--- PROVIDED RECORDS Enclosed Below ---

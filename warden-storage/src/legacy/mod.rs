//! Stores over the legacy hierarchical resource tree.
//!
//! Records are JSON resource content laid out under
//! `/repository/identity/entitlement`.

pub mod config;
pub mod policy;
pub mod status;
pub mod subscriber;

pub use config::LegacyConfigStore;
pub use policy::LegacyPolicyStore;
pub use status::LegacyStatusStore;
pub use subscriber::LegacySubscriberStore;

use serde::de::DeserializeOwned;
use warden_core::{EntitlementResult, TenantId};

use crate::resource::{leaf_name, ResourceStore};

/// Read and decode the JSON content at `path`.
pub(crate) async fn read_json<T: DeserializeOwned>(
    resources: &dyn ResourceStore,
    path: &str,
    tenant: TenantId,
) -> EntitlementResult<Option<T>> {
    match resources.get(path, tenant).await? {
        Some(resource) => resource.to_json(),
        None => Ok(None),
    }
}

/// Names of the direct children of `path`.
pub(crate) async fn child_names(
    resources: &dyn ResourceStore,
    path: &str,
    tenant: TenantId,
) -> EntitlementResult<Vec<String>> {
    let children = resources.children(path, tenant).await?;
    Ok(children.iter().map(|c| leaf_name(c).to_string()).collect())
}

--- End of Enclosed PROVIDED RECORDS ---
--- PROVIDED RECORDS Enclosed Below ---

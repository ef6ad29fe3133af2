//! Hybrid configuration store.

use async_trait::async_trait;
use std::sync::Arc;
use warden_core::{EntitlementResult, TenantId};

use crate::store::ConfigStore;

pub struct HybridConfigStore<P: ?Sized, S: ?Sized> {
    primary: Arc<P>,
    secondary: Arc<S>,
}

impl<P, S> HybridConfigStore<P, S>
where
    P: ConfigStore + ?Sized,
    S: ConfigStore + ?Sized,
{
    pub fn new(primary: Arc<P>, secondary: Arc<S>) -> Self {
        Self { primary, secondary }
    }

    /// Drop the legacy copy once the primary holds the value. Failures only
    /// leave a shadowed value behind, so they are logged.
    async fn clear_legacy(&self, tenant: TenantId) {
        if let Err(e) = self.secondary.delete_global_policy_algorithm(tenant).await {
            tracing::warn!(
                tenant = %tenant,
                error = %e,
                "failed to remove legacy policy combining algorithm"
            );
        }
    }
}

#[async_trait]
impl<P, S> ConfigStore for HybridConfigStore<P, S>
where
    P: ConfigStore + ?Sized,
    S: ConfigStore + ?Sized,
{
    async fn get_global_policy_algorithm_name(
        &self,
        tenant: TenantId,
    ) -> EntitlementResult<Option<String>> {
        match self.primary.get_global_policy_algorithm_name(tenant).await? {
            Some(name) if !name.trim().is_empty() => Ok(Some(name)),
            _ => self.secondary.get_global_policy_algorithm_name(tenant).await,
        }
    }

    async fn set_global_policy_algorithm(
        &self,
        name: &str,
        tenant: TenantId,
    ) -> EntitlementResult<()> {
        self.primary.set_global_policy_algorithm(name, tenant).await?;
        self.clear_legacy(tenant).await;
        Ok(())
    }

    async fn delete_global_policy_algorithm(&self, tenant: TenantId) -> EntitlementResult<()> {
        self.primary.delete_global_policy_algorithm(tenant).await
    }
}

--- End of Enclosed PROVIDED RECORDS ---

Return the total number of lines in the records that contain "Some", without any explanation.

◆ **ANSWER BOX**
2